= Šime Đodan =

Croatian politician

Šime Đodan (27 December 1927 - 2 October 2007) was a Croatian politician, a two-term Member of Parliament who also briefly served as the 3rd Minister of Defense of Croatia in 1991.

==Personal life==
Šime Đodan was born on 27 December 1927 in the village of Rodaljce (part of Benkovac), in the Kingdom of Serbs, Croats and Slovenes.

Đodan graduated from the Faculty of Law at University of Zagreb in 1960. In 1965, Đodan obtained his doctorate from the Faculty of Economics, which is also located in Zagrab He served as a member of the presidency and economic secretary of Matica hrvatska from 1967 until 1971.

He was sentenced to six years in a Yugoslav prison for his collaboration during the Croatian Spring. He went on to become a professor at the Faculty of Law in Zagreb in 1991.

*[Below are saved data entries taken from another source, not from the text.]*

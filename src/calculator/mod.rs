//! Calculator module implementing the scientific calculator core.
//!
//! This module provides functionality to:
//! - Apply key presses to a single-operation state machine
//! - Format results for the display
//! - Parse keystroke lines into input events
//! - Copy results to the clipboard

mod clipboard;
mod format;
mod input;
mod keystrokes;
mod ops;
mod readout;
mod state;

pub use clipboard::{ClipboardError, copy_to_clipboard};
pub use format::{ERROR_TOKEN, SIGNIFICANT_DIGITS, format_result, parse_display};
pub use input::InputEvent;
pub use keystrokes::{KeystrokeError, looks_like_keystrokes, parse_keystrokes};
pub use ops::{AngleMode, FACTORIAL_MAX, FunctionKind, OperatorKind, factorial};
pub use readout::Readout;
pub use state::{Calculator, CalculatorState, Phase};
//! Result formatting for the calculator display.
//!
//! Results are rounded to a fixed number of significant digits before
//! rendering so that binary floating-point noise (`0.1 + 0.2`) never
//! reaches the display.

use lazy_static::lazy_static;
use regex::Regex;

lazy_static! {
    /// Longest leading number: optional sign, mantissa, and an exponent only
    /// when it has digits.
    static ref NUMERIC_PREFIX: Regex =
        Regex::new(r"^[+-]?(?:\d+\.?\d*|\.\d+)(?:[eE][+-]?\d+)?").unwrap();
}

/// Text shown in place of a NaN or infinite result.
pub const ERROR_TOKEN: &str = "Error";

/// Number of significant decimal digits kept in a displayed result.
pub const SIGNIFICANT_DIGITS: usize = 12;

/// Magnitude at and above which results switch to exponent notation.
const EXPONENT_UPPER: f64 = 1e21;

/// Magnitude below which non-zero results switch to exponent notation.
const EXPONENT_LOWER: f64 = 1e-6;

/// Format a result for the display.
///
/// Non-finite values become [`ERROR_TOKEN`]. Finite values are rounded to
/// [`SIGNIFICANT_DIGITS`] and rendered without trailing zeros.
pub fn format_result(value: f64) -> String {
    if !value.is_finite() {
        return ERROR_TOKEN.to_string();
    }

    let rounded = round_significant(value);
    if rounded == 0.0 {
        // Also folds negative zero.
        return "0".to_string();
    }

    let magnitude = rounded.abs();
    if (EXPONENT_LOWER..EXPONENT_UPPER).contains(&magnitude) {
        format!("{}", rounded)
    } else {
        format_exponent(rounded)
    }
}

/// Parse display text back into a number.
///
/// The longest numeric prefix is used, so a half-deleted exponent such as
/// `1.5e` reads as `1.5`. Text with no numeric prefix, including
/// [`ERROR_TOKEN`], yields NaN so that it propagates through further
/// arithmetic.
pub fn parse_display(text: &str) -> f64 {
    NUMERIC_PREFIX
        .find(text.trim())
        .and_then(|m| m.as_str().parse().ok())
        .unwrap_or(f64::NAN)
}

/// Whether the display text is the error token.
pub fn is_error(text: &str) -> bool {
    text == ERROR_TOKEN
}

fn round_significant(value: f64) -> f64 {
    let scientific = format!("{:.*e}", SIGNIFICANT_DIGITS - 1, value);
    scientific.parse().unwrap_or(value)
}

/// Shortest mantissa with an explicitly signed exponent, e.g. `1.5e-7`,
/// `1e+21`.
fn format_exponent(value: f64) -> String {
    let formatted = format!("{:e}", value);
    match formatted.split_once('e') {
        Some((mantissa, exponent)) if !exponent.starts_with('-') => {
            format!("{}e+{}", mantissa, exponent)
        }
        _ => formatted,
    }
}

Đodan published a number of books concerning economics. He topics included the economic situation of Croatia, the production of goods and services, and economic development.

==Politics==
Šime Đodan served in the Croatian parliament for two terms. His first term was from 1990 until 1992 and his second term extended from 1992 until 1995.

Đodan briefly served as the Croatian Minister of Defense from 2 July 1991 until 17 July 1991.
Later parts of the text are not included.